Our lack of privacy is the result of libertarian-leaning public policy choices made in the 1990s and 2000s that left the private sector free to collect almost any information it wanted. It is not too late to change course, but to do so, we need to become savvy about the collaboration of government and private firms.
Ten years ago, I wrote an article at bit.ly/12hejof detailing how governments’ and companies’ interests had aligned against the individual on privacy.
The article was based upon Freedom of Information Act requests I made to seven federal agencies concerning privatization of data-gathering. Privacy laws restricted the federal government from collecting data directly, but the documents showed that private-sector firms were vacuuming up information about citizens for the government. These firms did so by leveraging open-government laws and the increasing availability of electronic public records. Many of these firms had their roots in direct marketing, and used their knowledge of data collection and analysis to create new services for banks, lawyers, landlords and other information-hungry markets.

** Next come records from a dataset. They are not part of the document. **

//! Path helpers used by the gateway's route table.

use std::borrow::Cow;
use std::collections::BTreeMap;

/// Named parameters captured from `:name` template segments.
pub type PathParams = BTreeMap<String, String>;

/// Split a raw request target into its path and optional query string.
pub fn split_path_and_query(raw: &str) -> (&str, Option<&str>) {
    match raw.split_once('?') {
        Some((path, query)) => (path, Some(query)),
        None => (raw, None),
    }
}

/// Canonicalize a request path.
///
/// Drops any query string, trims whitespace and removes a single trailing
/// slash. An empty path becomes `/`, and `/` itself is never stripped.
pub fn normalize_path(raw: &str) -> String {
    let (path, _) = split_path_and_query(raw);
    let path = path.trim();

    if path.is_empty() || path == "/" {
        return "/".to_string();
    }

    path.strip_suffix('/').unwrap_or(path).to_string()
}

/// Parse a query string into a map. Later duplicates win.
pub fn parse_query(query: &str) -> BTreeMap<String, String> {
    url::form_urlencoded::parse(query.as_bytes())
        .map(|(k, v)| (k.into_owned(), v.into_owned()))
        .collect()
}

/// Match a request path against a route template.
///
/// Returns the captured parameters when every segment lines up, `None`
/// otherwise. Literal segments compare case-sensitively; captured values
/// are percent-decoded, falling back to the raw segment when decoding fails.
pub fn match_path(template: &str, path: &str) -> Option<PathParams> {
    let template_segments: Vec<&str> = segments(template).collect();
    let path_segments: Vec<&str> = segments(path).collect();

    if template_segments.len() != path_segments.len() {
        return None;
    }

    let mut params = PathParams::new();
    for (expected, actual) in template_segments.iter().zip(&path_segments) {
        match expected.strip_prefix(':') {
            Some(name) => {
                params.insert(name.to_string(), decode_segment(actual).into_owned());
            }
            None if expected == actual => {}
            None => return None,
        }
    }

    Some(params)
}

fn segments(path: &str) -> impl Iterator<Item = &str> {
    path.split('/').filter(|s| !s.is_empty())
}

fn decode_segment(segment: &str) -> Cow<'_, str> {
    urlencoding::decode(segment).unwrap_or(Cow::Borrowed(segment))
}

#[cfg(test)]
mod tests {
    use super::*;

    #[test]
    fn test_normalize_strips_query_and_trailing_slash() {
        assert_eq!(normalize_path("/v1/foo/?x=1"), "/v1/foo");
        assert_eq!(normalize_path("  /v1/foo  "), "/v1/foo");
        assert_eq!(normalize_path("/v1/foo"), "/v1/foo");
    }

    #[test]
    fn test_normalize_root_and_empty() {
        assert_eq!(normalize_path(""), "/");
        assert_eq!(normalize_path("   "), "/");
        assert_eq!(normalize_path("/"), "/");
        assert_eq!(normalize_path("/?a=b"), "/");
    }

    #[test]
    fn test_normalize_removes_only_one_trailing_slash() {
        assert_eq!(normalize_path("/v1/foo//"), "/v1/foo/");
    }

    #[test]
    fn test_match_captures_params() {
        let params = match_path("/v1/foo/:id", "/v1/foo/123").unwrap();
        assert_eq!(params.get("id").map(String::as_str), Some("123"));
    }

    #[test]
    fn test_match_rejects_segment_count_mismatch() {
        assert!(match_path("/v1/foo/:id", "/v1/foo/123/bar").is_none());
        assert!(match_path("/v1/foo/:id", "/v1/foo").is_none());
    }

    #[test]
    fn test_match_rejects_literal_mismatch() {
        assert!(match_path("/v1/foo/:id", "/v1/bar/123").is_none());
        assert!(match_path("/v1/foo", "/v1/FOO").is_none());
    }

    #[test]
    fn test_match_decodes_params() {
        let params = match_path("/files/:name/:owner", "/files/hello%20world/a%2Fb").unwrap();
        assert_eq!(params["name"], "hello world");
        assert_eq!(params["owner"], "a/b");
    }

    #[test]
    fn test_match_keeps_raw_segment_on_bad_encoding() {
        let params = match_path("/files/:name", "/files/%E0%A4%A").unwrap();
        assert_eq!(params["name"], "%E0%A4%A");
    }

    #[test]
    fn test_match_root() {
        assert_eq!(match_path("/", "/"), Some(PathParams::new()));
        assert!(match_path("/", "/a").is_none());
    }

    #[test]
    fn test_parse_query_last_duplicate_wins() {
        let query = parse_query("x=1&y=hello+world&x=2");
        assert_eq!(query["x"], "2");
        assert_eq!(query["y"], "hello world");
    }

    #[test]
    fn test_split_path_and_query() {
        assert_eq!(split_path_and_query("/a?b=c"), ("/a", Some("b=c")));
        assert_eq!(split_path_and_query("/a"), ("/a", None));
    }
}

Collecting and maintaining data is expensive, and so information firms have strong incentives to find new markets for data. The government market proved to be an important one, so much so that data companies created special information products for law enforcement and intelligence services. One agency sought to “produce a comprehensive profile on an individual, generated by only one or two queries.” The private sector obliged.
At the same time, government employees were tracking privacy laws, realizing that restrictions on private firms would have downstream effects on law enforcement access to data. Documents obtained from agencies showed how privacy laws curtailed government access to information from credit reports.

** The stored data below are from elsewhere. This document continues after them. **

//! Concurrent symbol scanner.

use std::sync::Arc;
use std::time::{Duration, Instant};

use futures::stream::{self, StreamExt};
use tracing::{Instrument, Level, debug, info, span, warn};
use uuid::Uuid;

use super::error::ScanFailure;
use super::progress::{Progress, ProgressTracker};
use super::rank_results;
use crate::calendar::Clock;
use crate::config::Config;
use crate::engine::GexEngine;
use crate::infrastructure::ChainProvider;
use crate::models::{MarketContext, ScanResult};
use crate::observability;

/// Progress callback invoked once per finished symbol.
pub type ProgressCallback<'a> = dyn Fn(&Progress) + Send + Sync + 'a;

/// Fans the analysis pipeline out across a symbol universe.
///
/// At most `max_workers` symbol tasks are in flight. Each task owns its fetch
/// and analysis; results flow back to the single coordinating loop in
/// [`scan`](Self::scan), which is the only writer of the result buffer and
/// the progress tracker.
pub struct ConcurrentScanner {
    engine: Arc<GexEngine>,
    provider: Arc<dyn ChainProvider>,
    clock: Arc<dyn Clock>,
    max_workers: usize,
    task_timeout: Duration,
    default_volatility_index: f64,
}

impl ConcurrentScanner {
    /// Create a scanner with 25 workers, a 10s task ceiling and a default
    /// volatility index of 15.
    #[must_use]
    pub fn new(
        engine: Arc<GexEngine>,
        provider: Arc<dyn ChainProvider>,
        clock: Arc<dyn Clock>,
    ) -> Self {
        Self {
            engine,
            provider,
            clock,
            max_workers: 25,
            task_timeout: Duration::from_secs(10),
            default_volatility_index: 15.0,
        }
    }

    /// Create a scanner from application configuration.
    #[must_use]
    pub fn from_config(
        config: &Config,
        provider: Arc<dyn ChainProvider>,
        clock: Arc<dyn Clock>,
    ) -> Self {
        Self::new(Arc::new(GexEngine::from_config(config)), provider, clock)
            .with_max_workers(config.scanner.max_workers)
            .with_task_timeout(config.scanner.task_timeout())
            .with_default_volatility_index(config.pricing.default_volatility_index)
    }

    /// Set the worker pool size (at least 1).
    #[must_use]
    pub fn with_max_workers(mut self, max_workers: usize) -> Self {
        self.max_workers = max_workers.max(1);
        self
    }

    /// Set the per-symbol time ceiling.
    #[must_use]
    pub const fn with_task_timeout(mut self, task_timeout: Duration) -> Self {
        self.task_timeout = task_timeout;
        self
    }

    /// Volatility index used when the provider cannot supply one.
    #[must_use]
    pub const fn with_default_volatility_index(mut self, value: f64) -> Self {
        self.default_volatility_index = value;
        self
    }

    /// Worker pool size.
    #[must_use]
    pub const fn max_workers(&self) -> usize {
        self.max_workers
    }

    /// Scan `symbols` and return one result per symbol, ranked.
    ///
    /// Never fails: a symbol whose fetch errors, times out, or yields no
    /// usable chain is kept as a zero-score WAIT placeholder. Ranking happens
    /// once, after every task has finished.
    pub async fn scan(
        &self,
        symbols: &[String],
        min_confidence: f64,
        on_progress: Option<&ProgressCallback<'_>>,
    ) -> Vec<ScanResult> {
        let scan_id = Uuid::new_v4();
        let span = span!(Level::INFO, "scan", scan_id = %scan_id, symbols = symbols.len());

        self.run(symbols, min_confidence, on_progress)
            .instrument(span)
            .await
    }

    async fn run(
        &self,
        symbols: &[String],
        min_confidence: f64,
        on_progress: Option<&ProgressCallback<'_>>,
    ) -> Vec<ScanResult> {
        if symbols.is_empty() {
            return Vec::new();
        }

        let start_time = Instant::now();
        let mut tracker = ProgressTracker::new(symbols.len() as u64);
        let context = MarketContext::new(self.volatility_index().await, self.clock.now());

        info!(
            "Starting scan: {} symbols, {} workers, vix {:.2}",
            symbols.len(),
            self.max_workers,
            context.volatility_index
        );

        let mut completions = stream::iter(symbols.iter().cloned().enumerate())
            .map(|(index, symbol)| self.spawn_symbol(index, symbol, context, min_confidence))
            .buffer_unordered(self.max_workers);

        let mut finished: Vec<(usize, ScanResult)> = Vec::with_capacity(symbols.len());
        while let Some((index, result, latency)) = completions.next().await {
            tracker.record(&result);

            let outcome = result.failure.as_ref().map_or("ok", ScanFailure::label);
            observability::record_symbol_scanned(outcome, latency.as_secs_f64());
            observability::record_signals(&result.signals);

            let progress = tracker.progress();
            debug!(
                symbol = %result.symbol,
                outcome,
                "Progress: {:.1}% ({}/{}) - ETA: {:.1}s",
                progress.percentage(),
                progress.completed(),
                progress.total,
                progress.eta().unwrap_or_default().as_secs_f64()
            );
            if let Some(callback) = on_progress {
                callback(&progress);
            }

            finished.push((index, result));
        }

        // Input order first so equal keys rank by position in `symbols`
        finished.sort_by_key(|(index, _)| *index);
        let mut results: Vec<ScanResult> = finished.into_iter().map(|(_, r)| r).collect();
        rank_results(&mut results);

        let elapsed = start_time.elapsed();
        let final_progress = tracker.progress();
        observability::record_scan_completed(
            symbols.len(),
            final_progress.failed(),
            elapsed.as_secs_f64(),
        );

        info!(
            timeouts = final_progress.failures.timeout,
            fetch_errors = final_progress.failures.fetch,
            leader = final_progress.leader.as_ref().map_or("-", |l| l.symbol.as_str()),
            "Scan complete: {}/{} succeeded in {:.2}s",
            final_progress.succeeded,
            final_progress.total,
            elapsed.as_secs_f64()
        );

        results
    }

    /// Fetched once per scan under the same ceiling as a symbol task.
    async fn volatility_index(&self) -> f64 {
        let fetch = self.provider.volatility_index();
        match tokio::time::timeout(self.task_timeout, fetch).await {
            Ok(Ok(value)) if value.is_finite() && value >= 0.0 => value,
            Ok(Ok(value)) => {
                warn!(value, "Invalid volatility index, using default");
                self.default_volatility_index
            }
            Ok(Err(e)) => {
                warn!(error = %e, "Volatility index unavailable, using default");
                self.default_volatility_index
            }
            Err(_) => {
                warn!(
                    timeout_secs = self.task_timeout.as_secs(),
                    "Volatility index timed out, using default"
                );
                self.default_volatility_index
            }
        }
    }

    fn spawn_symbol(
        &self,
        index: usize,
        symbol: String,
        context: MarketContext,
        min_confidence: f64,
    ) -> impl Future<Output = (usize, ScanResult, Duration)> + Send {
        let engine = Arc::clone(&self.engine);
        let provider = Arc::clone(&self.provider);
        let task_timeout = self.task_timeout;
        let span = span!(Level::DEBUG, "scan_symbol", symbol = %symbol);

        let handle = tokio::spawn(
            scan_symbol(
                engine,
                provider,
                symbol.clone(),
                context,
                min_confidence,
                task_timeout,
            )
            .instrument(span),
        );

        async move {
            let start = Instant::now();
            let result = handle.await.unwrap_or_else(|e| {
                warn!(symbol = %symbol, error = %e, "Symbol task aborted");
                ScanResult::failed(
                    symbol,
                    ScanFailure::TaskAborted {
                        message: e.to_string(),
                    },
                )
            });
            (index, result, start.elapsed())
        }
    }
}

async fn scan_symbol(
    engine: Arc<GexEngine>,
    provider: Arc<dyn ChainProvider>,
    symbol: String,
    context: MarketContext,
    min_confidence: f64,
    task_timeout: Duration,
) -> ScanResult {
    let work = async {
        let chain = provider.fetch_chain(&symbol).await?;
        Ok::<_, ScanFailure>(engine.evaluate(&symbol, Some(&chain), &context, min_confidence))
    };

    match tokio::time::timeout(task_timeout, work).await {
        Ok(Ok(result)) => result,
        Ok(Err(failure)) => {
            warn!(symbol = %symbol, error = %failure, "Symbol scan failed");
            ScanResult::failed(symbol, failure)
        }
        Err(_) => {
            warn!(symbol = %symbol, timeout_secs = task_timeout.as_secs(), "Symbol scan timed out");
            ScanResult::failed(
                symbol,
                ScanFailure::Timeout {
                    secs: task_timeout.as_secs(),
                },
            )
        }
    }
}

Some civil libertarians have howled at our situation, characterizing government access to data as a “seizure” that implicates the Fourth Amendment. In reality, many data exchanges are more sales than seizures.
We can change the rules now, and enjoy a different balance of power between the individual and institutions in the future. While on one hand, it is troubling that government agencies are part of the antiprivacy lobby, on the other hand this means that regulation of the private sector starts to dry up government access to data.
If we want information privacy in the future, we have to limit the ability of firms to collect and maintain data. Firms take the same position on privacy as the NSA: They believe that collecting data does not raise any privacy interest; only the use of data can create a privacy problem. This is an appealing but dangerous position. It leaves personal information in the hands of institutions desperate to monetize it, with little ability for individuals to prevent or even detect objectionable uses of data.
We have to be ready to fend off threats from technology companies, who will claim that privacy law will result in slower, less accurate services. Even if these threats are real, why should efficiency for Google and Facebook be the paramount goal of our society?
We also have to be much more skeptical of “government transparency” efforts. In attempting to make government more accountable, advocates push for a maximum openness agenda; this can have the collateral effect of making the citizen transparent along with the government.
Finally, we need to get wise to the libertarian narratives so popular in information policy. These narratives are strongly focused on defeating regulation of the private sector, often without equal emphasis on limiting law enforcement power. Practically, the libertarian agenda has created the worst-case scenario for citizens: one where consumer protections are blocked in favor of “market forces,” while those same market forces work to empower the government and institutions against the individual.
Chris Jay Hoofnagle is a lecturer in residence at UC Berkeley School of Law, where he teaches computer crime law.